**EXERCISE INSTRUCTIONS**
Copy each line of the data that has "clap" in it.

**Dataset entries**

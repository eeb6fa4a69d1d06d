//! # bfv-link
//!
//! Command line host for the BlueFlyVario.
//!
//! ```bash
//! bfv-link list
//! bfv-link send liftThreshold 0.25
//! bfv-link monitor --send getSettings
//! ```

use std::path::PathBuf;

use anyhow::{bail, Context, Result};
use clap::{Parser, Subcommand};
use tracing::{debug, info, warn};
use tracing_appender::non_blocking::WorkerGuard;
use tracing_subscriber::prelude::*;
use tracing_subscriber::EnvFilter;

use bfv_link::config::{Config, LoggingConfig};
use bfv_link::protocol::registry::Registry;
use bfv_link::serial::VarioSerial;
use bfv_link::telemetry::decoder::{Decoded, TelemetryDecoder};
use bfv_link::telemetry::locus::LocusDecoder;

/// Prefix of the GPS module sentences
const PMTK_LINE_PREFIX: &str = "$PMTK";

#[derive(Debug, Parser)]
#[command(name = "bfv-link", version, about = "BlueFlyVario command and telemetry link")]
struct Cli {
    /// TOML configuration file
    #[arg(short, long)]
    config: Option<PathBuf>,

    /// Serial device, overrides the configuration
    #[arg(short, long)]
    port: Option<String>,

    #[command(subcommand)]
    command: Commands,
}

#[derive(Debug, Subcommand)]
enum Commands {
    /// Decode telemetry until Ctrl+C
    Monitor {
        /// Commands to send once the port is open, e.g. getSettings
        #[arg(long)]
        send: Vec<String>,
    },
    /// Send one command or parameter value
    Send {
        /// Command or parameter name, e.g. liftThreshold
        name: String,
        /// Parameter value in user units, or command arguments
        value: Option<String>,
    },
    /// List known commands and parameters
    List {
        /// Print as JSON
        #[arg(long)]
        json: bool,
    },
}

#[tokio::main]
async fn main() -> Result<()> {
    let cli = Cli::parse();

    let mut config = match &cli.config {
        Some(path) => Config::load(path)
            .with_context(|| format!("Failed to load {}", path.display()))?,
        None => Config::default(),
    };
    if let Some(port) = cli.port {
        config.serial.port = port;
    }

    let _guard = init_logging(&config.logging)?;
    debug!("bfv-link v{} starting", env!("CARGO_PKG_VERSION"));

    match cli.command {
        Commands::List { json } => list(json),
        Commands::Send { name, value } => {
            let mut registry = Registry::new();
            let frame = build_frame(&mut registry, &name, value.as_deref())?;

            let mut serial = VarioSerial::open(&config.serial)?;
            serial.send_frame(&frame).await?;
            info!("Sent {} to {}", frame.trim_end(), serial.device_path());
            Ok(())
        }
        Commands::Monitor { send } => monitor(&config, &send).await,
    }
}

/// Set up stdout logging, plus a daily log file when configured
///
/// `RUST_LOG` wins over the configured level.
fn init_logging(logging: &LoggingConfig) -> Result<Option<WorkerGuard>> {
    let filter = EnvFilter::try_from_default_env().or_else(|_| EnvFilter::try_new(&logging.level))?;

    let (file_layer, guard) = match &logging.log_dir {
        Some(dir) => {
            let appender = tracing_appender::rolling::daily(dir, "bfv-link.log");
            let (writer, guard) = tracing_appender::non_blocking(appender);
            let layer = tracing_subscriber::fmt::layer().with_writer(writer).with_ansi(false);
            (Some(layer), Some(guard))
        }
        None => (None, None),
    };

    tracing_subscriber::registry()
        .with(filter)
        .with(tracing_subscriber::fmt::layer())
        .with(file_layer)
        .init();

    Ok(guard)
}

/// Serialize a command or parameter write
///
/// A value for a parameter is parsed in user units and range checked; a value
/// for a command replaces its default arguments.
fn build_frame(registry: &mut Registry, name: &str, value: Option<&str>) -> Result<String> {
    if let Some(parameter) = registry.parameter_mut(name) {
        if let Some(value) = value {
            if !parameter.set_value_str(value)? {
                let spec = parameter.spec();
                bail!(
                    "{} out of range for {} (stored {}..={} with factor {})",
                    value,
                    name,
                    spec.min_value,
                    spec.max_value,
                    spec.factor
                );
            }
        }
        return Ok(parameter.serialize()?);
    }

    if let Some(command) = registry.command_mut(name) {
        return match value {
            Some(arguments) if command.spec().accepts_arguments() => {
                Ok(command.serialize_with_arguments(arguments)?)
            }
            Some(_) => bail!("{} takes no arguments", name),
            None => Ok(command.serialize()?),
        };
    }

    bail!("Unknown command or parameter: {}", name)
}

fn list(json: bool) -> Result<()> {
    let registry = Registry::new();

    if json {
        println!("{}", serde_json::to_string_pretty(&registry.listing())?);
        return Ok(());
    }

    println!("Commands:");
    for command in registry.commands() {
        let spec = command.spec();
        println!("  {:<26} {:<10} {}", command.name(), spec.code, spec.description);
    }

    println!("\nParameters:");
    for parameter in registry.parameters() {
        let spec = parameter.spec();
        println!(
            "  {:<26} {:<4} default {:<8} {}",
            parameter.name(),
            spec.command.code,
            parameter.default_value_as_string().unwrap_or_default(),
            spec.command.description
        );
    }

    Ok(())
}

async fn monitor(config: &Config, requests: &[String]) -> Result<()> {
    let mut serial = VarioSerial::open(&config.serial)?;

    let locus = LocusDecoder::with_output_dir(&config.locus.output_dir);
    let mut decoder = TelemetryDecoder::new(locus);
    decoder.set_qnh(config.decoder.qnh_pa);

    for name in requests {
        let frame = build_frame(decoder.registry_mut(), name, None)?;
        serial.send_frame(&frame).await?;
    }

    info!("Monitoring {}, press Ctrl+C to exit", serial.device_path());

    loop {
        tokio::select! {
            line = serial.read_line() => {
                let Some(line) = line? else {
                    debug!("No data within {} ms", config.serial.timeout_ms);
                    continue;
                };

                if !config.locus.enabled && line.starts_with(PMTK_LINE_PREFIX) {
                    continue;
                }

                match decoder.decode_line(&line) {
                    Ok(Decoded::Locus(event)) => info!("GPS log: {:?}", event),
                    Ok(_) => report_changes(&mut decoder),
                    Err(e) => warn!("Failed to decode {:?}: {}", line, e),
                }
            }

            _ = tokio::signal::ctrl_c() => {
                info!("Received Ctrl+C, shutting down...");
                break;
            }
        }
    }

    decoder.locus_mut().close_session()?;
    Ok(())
}

fn report_changes(decoder: &mut TelemetryDecoder) {
    if decoder.is_altitude_changed() {
        debug!("Altitude {:.1} m", decoder.altitude());
    }
    if decoder.is_temperature_changed() {
        info!("Temperature {:.1} °C", decoder.temperature());
    }
    if decoder.is_battery_changed() {
        info!("Battery {:.3} V", decoder.battery());
    }
    if decoder.is_hardware_version_changed() {
        info!("Hardware version {}", decoder.hardware_version());
    }
    if decoder.take_parameters_changed() {
        for parameter in decoder.registry().parameters() {
            if let Some(value) = parameter.value_as_string() {
                info!("{} = {}", parameter.name(), value);
            }
        }
    }
}

#[cfg(test)]
mod tests {
    use super::*;
    use clap::CommandFactory;

    #[test]
    fn test_cli_definition() {
        Cli::command().debug_assert();
    }

    #[test]
    fn test_parse_send() {
        let args = ["bfv-link", "--port", "/dev/rfcomm0", "send", "liftThreshold", "0.25"];
        let cli = Cli::try_parse_from(args).unwrap();
        assert_eq!(cli.port.as_deref(), Some("/dev/rfcomm0"));
        match cli.command {
            Commands::Send { name, value } => {
                assert_eq!(name, "liftThreshold");
                assert_eq!(value.as_deref(), Some("0.25"));
            }
            other => panic!("Expected Send, got: {:?}", other),
        }
    }

    #[test]
    fn test_parse_monitor_requests() {
        let args = ["bfv-link", "monitor", "--send", "getSettings", "--send", "queryLocusData"];
        let cli = Cli::try_parse_from(args).unwrap();
        match cli.command {
            Commands::Monitor { send } => assert_eq!(send, vec!["getSettings", "queryLocusData"]),
            other => panic!("Expected Monitor, got: {:?}", other),
        }
    }

    #[test]
    fn test_build_parameter_frame() {
        let mut registry = Registry::new();
        assert_eq!(build_frame(&mut registry, "liftThreshold", Some("0.25")).unwrap(), "$BFL 25*");
        assert_eq!(build_frame(&mut registry, "outputQNH", Some("101325")).unwrap(), "$BQH 21325*");
    }

    #[test]
    fn test_build_parameter_frame_out_of_range() {
        let mut registry = Registry::new();
        let err = build_frame(&mut registry, "outputMode", Some("8")).unwrap_err();
        assert!(err.to_string().contains("out of range"));
    }

    #[test]
    fn test_build_parameter_frame_not_a_number() {
        let mut registry = Registry::new();
        assert!(build_frame(&mut registry, "volume", Some("loud")).is_err());
    }

    #[test]
    fn test_build_command_frames() {
        let mut registry = Registry::new();
        assert_eq!(build_frame(&mut registry, "getSettings", None).unwrap(), "$BST*");
        assert_eq!(build_frame(&mut registry, "playSound", None).unwrap(), "$BSD 800 500 400 500*");
        assert_eq!(
            build_frame(&mut registry, "playSound", Some("440 100")).unwrap(),
            "$BSD 440 100*"
        );
        assert_eq!(
            build_frame(&mut registry, "queryLocusData", None).unwrap(),
            "$PMTK622,0*28\r\n"
        );
    }

    #[test]
    fn test_build_command_rejects_arguments() {
        let mut registry = Registry::new();
        let err = build_frame(&mut registry, "getSettings", Some("1")).unwrap_err();
        assert!(err.to_string().contains("takes no arguments"));
    }

    #[test]
    fn test_build_unknown_name() {
        let mut registry = Registry::new();
        let err = build_frame(&mut registry, "selfDestruct", None).unwrap_err();
        assert!(err.to_string().contains("selfDestruct"));
    }
}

**RESULT OF THE EXERCISE**
use clap::{Parser, Subcommand};
    use clap::CommandFactory;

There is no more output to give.